# [Task item]
Copy every line of the records that includes the word "trim".

# [Available data]
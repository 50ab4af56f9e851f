use serde_json::{Map, Value};

use crate::error::{CatalogError, CatalogResult};

/// Bare string value that asks for "field exists" instead of equality.
pub const HAS_ANY_VALUE: &str = "has_any_value";

/// Operators accepted inside `{"operator": .., "value": ..}` condition objects.
#[derive(Debug, Clone, Copy, PartialEq, Eq)]
pub enum ConditionOperator {
    Eq,
    Match,
    HasAnyValue,
    StartsWith,
    Within,
    Between,
    Gt,
    Gte,
    Lt,
    Lte,
}

const OPERATOR_TOKENS: &[(&str, ConditionOperator)] = &[
    ("eq", ConditionOperator::Eq),
    ("match", ConditionOperator::Match),
    ("has_any_value", ConditionOperator::HasAnyValue),
    ("startswith", ConditionOperator::StartsWith),
    ("starts_with", ConditionOperator::StartsWith),
    ("within", ConditionOperator::Within),
    ("in", ConditionOperator::Within),
    ("between", ConditionOperator::Between),
    ("gt", ConditionOperator::Gt),
    ("gte", ConditionOperator::Gte),
    ("lt", ConditionOperator::Lt),
    ("lte", ConditionOperator::Lte),
];

impl ConditionOperator {
    #[must_use]
    pub fn from_token(token: &str) -> Option<Self> {
        let token = token.trim();
        OPERATOR_TOKENS
            .iter()
            .find(|(name, _)| name.eq_ignore_ascii_case(token))
            .map(|(_, operator)| *operator)
    }

    #[must_use]
    pub const fn token(self) -> &'static str {
        match self {
            Self::Eq => "eq",
            Self::Match => "match",
            Self::HasAnyValue => "has_any_value",
            Self::StartsWith => "startswith",
            Self::Within => "within",
            Self::Between => "between",
            Self::Gt => "gt",
            Self::Gte => "gte",
            Self::Lt => "lt",
            Self::Lte => "lte",
        }
    }

    fn accepted_tokens() -> String {
        OPERATOR_TOKENS
            .iter()
            .map(|(name, _)| *name)
            .collect::<Vec<_>>()
            .join(", ")
    }
}

/// Operand carried by a parsed condition.
#[derive(Debug, Clone, PartialEq)]
pub enum ConditionValue {
    None,
    Scalar(Value),
    List(Vec<Value>),
    Pair(Value, Value),
}

/// One predicate over an attribute.
#[derive(Debug, Clone, PartialEq)]
pub struct Condition {
    pub attribute: String,
    pub operator: ConditionOperator,
    pub value: ConditionValue,
}

/// Expands one filter entry into conditions.
///
/// A list value yields one condition per element; an object value must carry
/// an `operator` token and, except for `has_any_value`, a `value`.
///
/// # Errors
/// Returns `InvalidFilter` when the entry has no usable shape.
pub fn parse_conditions(attribute: &str, raw: &Value) -> CatalogResult<Vec<Condition>> {
    if attribute.trim().is_empty() {
        return Err(CatalogError::invalid_filter("condition attribute name is empty"));
    }
    match raw {
        Value::Array(items) => {
            if items.is_empty() {
                return Err(CatalogError::invalid_filter(format!(
                    "condition list for {attribute} is empty"
                )));
            }
            items
                .iter()
                .map(|item| match item {
                    Value::Array(_) => Err(CatalogError::invalid_filter(format!(
                        "nested lists are not allowed in conditions for {attribute}"
                    ))),
                    other => parse_single(attribute, other),
                })
                .collect()
        }
        other => parse_single(attribute, other).map(|condition| vec![condition]),
    }
}

fn parse_single(attribute: &str, raw: &Value) -> CatalogResult<Condition> {
    let (operator, value) = match raw {
        Value::Null => {
            return Err(CatalogError::invalid_filter(format!(
                "condition for {attribute} has no value"
            )));
        }
        Value::String(text) if text.trim().eq_ignore_ascii_case(HAS_ANY_VALUE) => {
            (ConditionOperator::HasAnyValue, ConditionValue::None)
        }
        Value::String(_) | Value::Number(_) | Value::Bool(_) => {
            (ConditionOperator::Eq, ConditionValue::Scalar(raw.clone()))
        }
        Value::Object(object) => parse_operator_object(attribute, object)?,
        Value::Array(_) => {
            return Err(CatalogError::invalid_filter(format!(
                "unexpected list in condition for {attribute}"
            )));
        }
    };
    Ok(Condition {
        attribute: attribute.to_string(),
        operator,
        value,
    })
}

fn parse_operator_object(
    attribute: &str,
    object: &Map<String, Value>,
) -> CatalogResult<(ConditionOperator, ConditionValue)> {
    let token = object
        .get("operator")
        .and_then(Value::as_str)
        .ok_or_else(|| {
            CatalogError::invalid_filter(format!(
                "condition object for {attribute} requires a string 'operator'"
            ))
        })?;
    let operator = ConditionOperator::from_token(token).ok_or_else(|| {
        CatalogError::invalid_filter(format!(
            "unknown operator '{token}' for {attribute} (expected one of: {})",
            ConditionOperator::accepted_tokens()
        ))
    })?;

    if operator == ConditionOperator::HasAnyValue {
        return Ok((operator, ConditionValue::None));
    }

    let value = object.get("value").filter(|value| !value.is_null()).ok_or_else(|| {
        CatalogError::invalid_filter(format!(
            "operator '{}' for {attribute} requires a value",
            operator.token()
        ))
    })?;

    let operand = match operator {
        ConditionOperator::Match | ConditionOperator::StartsWith => {
            if !value.is_string() {
                return Err(CatalogError::invalid_filter(format!(
                    "operator '{}' for {attribute} requires a string value",
                    operator.token()
                )));
            }
            ConditionValue::Scalar(value.clone())
        }
        ConditionOperator::Within => {
            let items = value.as_array().filter(|items| !items.is_empty()).ok_or_else(|| {
                CatalogError::invalid_filter(format!(
                    "operator 'within' for {attribute} requires a non-empty list"
                ))
            })?;
            for item in items {
                require_scalar(attribute, operator, item)?;
            }
            ConditionValue::List(items.clone())
        }
        ConditionOperator::Between => match value.as_array().map(Vec::as_slice) {
            Some([low, high]) => {
                require_scalar(attribute, operator, low)?;
                require_scalar(attribute, operator, high)?;
                ConditionValue::Pair(low.clone(), high.clone())
            }
            _ => {
                return Err(CatalogError::invalid_filter(format!(
                    "operator 'between' for {attribute} requires exactly two values"
                )));
            }
        },
        ConditionOperator::Eq
        | ConditionOperator::Gt
        | ConditionOperator::Gte
        | ConditionOperator::Lt
        | ConditionOperator::Lte => {
            require_scalar(attribute, operator, value)?;
            ConditionValue::Scalar(value.clone())
        }
        ConditionOperator::HasAnyValue => ConditionValue::None,
    };
    Ok((operator, operand))
}

fn require_scalar(attribute: &str, operator: ConditionOperator, value: &Value) -> CatalogResult<()> {
    if matches!(value, Value::String(_) | Value::Number(_) | Value::Bool(_)) {
        Ok(())
    } else {
        Err(CatalogError::invalid_filter(format!(
            "operator '{}' for {attribute} requires scalar values",
            operator.token()
        )))
    }
}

# [Answer to this problem]
        let token = token.trim();
    if attribute.trim().is_empty() {
        Value::String(text) if text.trim().eq_ignore_ascii_case(HAS_ANY_VALUE) => {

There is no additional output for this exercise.